U.S. reaffirms defense vow

Jose Manuel Romualdez and Sung Kim
US ambassador to the Philippines, Sung Kim (R), speaks as the Philippines amba-ssador to the US, Jose Manuel Romualdez (L), looks on during a joint press confe-rence at the conclu-sion of ‘8th Bilateral and Strategic Dialogue’ at a hotel in Manila yesterday. AFP/Ted ALJIBE

THE United States yesterday reaffirmed its commitment to come to Manila’s aid in the event of an attack on the Philippines in the disputed waters in the South China Sea (SCS).

Both the Philippines and the US recognized the importance of a strong alliance in enhancing security cooperation and promoting stability and prosperity in the region.

A joint statement issued after the two-day Philippines-US 8th Bilateral Strategic Review in Manila said senior officials from both countries discussed a wide variety of issues of mutual interest and reaffirmed their commitment to deepening their alliance.

“They recalled Secretary (Michael) Pompeo’s statements on the 1951 Mutual Defense Treaty (MDT) during his March 2019 visit to Manila, particularly the clarification that the South China Sea is in the Pacific, and that any armed attack on Philippine armed forces, public vessels, or aircraft in the SCS will trigger Article IV of the Mutual Defense Treaty,” the statement said.

The senior officials, led by Foreign Undersecretary for Policy Enrique Manalo and Department of National Defense Undersecretary Cesar Yano for the Philippines and Assistant Secretary of State for East Asian and Pacific Affairs David Stilwell and Assistant Secretary of Defense for Indo-Pacific Security Affairs Randy Schriver for the US have also agreed to expand areas of cooperation such as improving defense infrastructure, updating personnel and logistics procedures, and increasing mutual communication and coordination on operational elements of regional security.

They said they will plan a range of activities to improve maritime domain awareness.

China, reports said, have been engaged in militarizing the SCS. And even if the US is not a party to the disputes, it has declared that it is in its national interest to ensure freedom of navigation and overflight in the contested waters.

Early this month, reports also said that China conducted a missile launch in the South China Sea, a move that could escalate tensions in the disputed territory.

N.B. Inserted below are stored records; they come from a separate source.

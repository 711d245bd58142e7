//! CLI interface module

pub mod commands;

use std::fmt;

use crate::cli::{Commands, ConfigCommands};
use crate::config::StaticConfig;
use crate::errors::LinkShortenerError;
use crate::runtime::lifetime::{shutdown, startup};
use commands::{
    add_link, config_generate, config_show, delete_link, get_link, link_stats, ping, visit_link,
};

#[derive(Debug)]
pub enum CliError {
    Service(LinkShortenerError),
    ParseError(String),
    CommandError(String),
}

impl CliError {
    pub fn format_simple(&self) -> String {
        match self {
            CliError::Service(e) => e.format_simple(),
            CliError::ParseError(msg) => format!("Parse error: {}", msg),
            CliError::CommandError(msg) => format!("Command error: {}", msg),
        }
    }

    pub fn format_colored(&self) -> String {
        use colored::Colorize;
        match self {
            CliError::Service(e) => e.format_colored(),
            CliError::ParseError(msg) => {
                format!("{} {}", "Parse error:".yellow().bold(), msg.white())
            }
            CliError::CommandError(msg) => {
                format!("{} {}", "Command error:".red().bold(), msg.white())
            }
        }
    }

    /// Configuration problems abort the process.
    pub fn is_fatal(&self) -> bool {
        matches!(self, CliError::Service(e) if e.is_fatal())
    }

    /// 1 is reserved for configuration aborts; every other failure exits with 2.
    pub fn exit_code(&self) -> i32 {
        if self.is_fatal() { 1 } else { 2 }
    }
}

impl fmt::Display for CliError {
    fn fmt(&self, f: &mut fmt::Formatter<'_>) -> fmt::Result {
        write!(f, "{}", self.format_simple())
    }
}

impl std::error::Error for CliError {}

impl From<LinkShortenerError> for CliError {
    fn from(err: LinkShortenerError) -> Self {
        CliError::Service(err)
    }
}

/// Run one parsed command against the configured store.
pub async fn run_cli_command(cmd: Commands, config: &StaticConfig) -> Result<(), CliError> {
    // Config 命令不需要打开存储
    if let Commands::Config { action } = cmd {
        return match action {
            ConfigCommands::Generate { output_path, force } => {
                config_generate(output_path, force).await
            }
            ConfigCommands::Show => config_show(config),
        };
    }

    let ctx = startup::prepare_startup(config).await.map_err(|e| {
        match e.downcast_ref::<LinkShortenerError>() {
            Some(inner) => CliError::Service(inner.clone()),
            None => CliError::CommandError(format!("{:#}", e)),
        }
    })?;
    let service = ctx.link_service.as_ref();

    let result = match cmd {
        Commands::Add {
            url,
            password,
            memo,
            expire,
        } => add_link(service, url, password, memo, expire).await,

        Commands::Get { hash, password } => get_link(service, &hash, password.as_deref()).await,

        Commands::Visit {
            hash,
            password,
            ip,
            user_agent,
        } => visit_link(service, &hash, password.as_deref(), ip, user_agent).await,

        Commands::Stats {
            hash,
            token,
            page,
            size,
            json,
        } => link_stats(service, &hash, &token, page, size, json).await,

        Commands::Delete { hash, token } => delete_link(service, &hash, &token).await,

        Commands::Ping => ping(service).await,

        Commands::Config { .. } => unreachable!("handled above"),
    };

    shutdown::shutdown(&ctx.store).await;
    result
}

#[cfg(test)]
mod tests {
    use super::*;

    #[test]
    fn test_exit_codes() {
        let fatal = CliError::from(LinkShortenerError::configuration("unsupported backend"));
        assert!(fatal.is_fatal());
        assert_eq!(fatal.exit_code(), 1);

        for err in [
            CliError::from(LinkShortenerError::not_found("missing")),
            CliError::from(LinkShortenerError::transport("down")),
            CliError::CommandError("wrong password".into()),
            CliError::ParseError("bad".into()),
        ] {
            assert!(!err.is_fatal());
            assert_eq!(err.exit_code(), 2);
        }
    }

    #[tokio::test]
    async fn test_unsupported_backend_is_fatal() {
        let mut config = StaticConfig::default();
        config.database.backend = "sqlite".into();
        let err = run_cli_command(
            Commands::Get {
                hash: "abc".into(),
                password: None,
            },
            &config,
        )
        .await
        .unwrap_err();
        assert!(err.is_fatal(), "{:?}", err);
    }
}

Philippine Ambassador to the US Jose Manuel Romualdez said both the Philippines and the US have expressed concern on the missile tests in the South China Sea.

For their part, US officials said American freedom of navigation patrols in the South China Sea would continue despite Chinese objections.

On the MDT review, Romualdez said there was no final decision on the proposed review of the Treaty but  discussions are ongoing on the issue and that this may be taken up in a scheduled meeting in September.

Romualdez said the US has expressed support for the Philippines’ ongoing defense modernization program.

Philippine and US officials also stressed the importance of peacefully resolving disputes in accordance with international law, as reflected in the United Nations Convention on the Law of the Sea.

They called for an effective and substantive conclusion of a code of conduct in the South China Sea, a set of rules being negotiated by China and Southeast Asian nations aimed at preventing disputes from escalating into an armed conflict.

On security and counter-terrorism, senior officials pledged to deepen collaboration through improved information sharing, and port and aviation security, in order to prevent terrorist attacks within the Philippines, and the transit of foreign terrorist fighters into and within the country.

They also agreed to detect and combat money laundering and the financing of terrorism.

The Philippines, Vietnam, Malaysia, Brunei and Taiwan have overlapping claims in the SCS, a territory believed rich in oil and gas reserves. The contested waters are being claimed nearly in their entirety by China.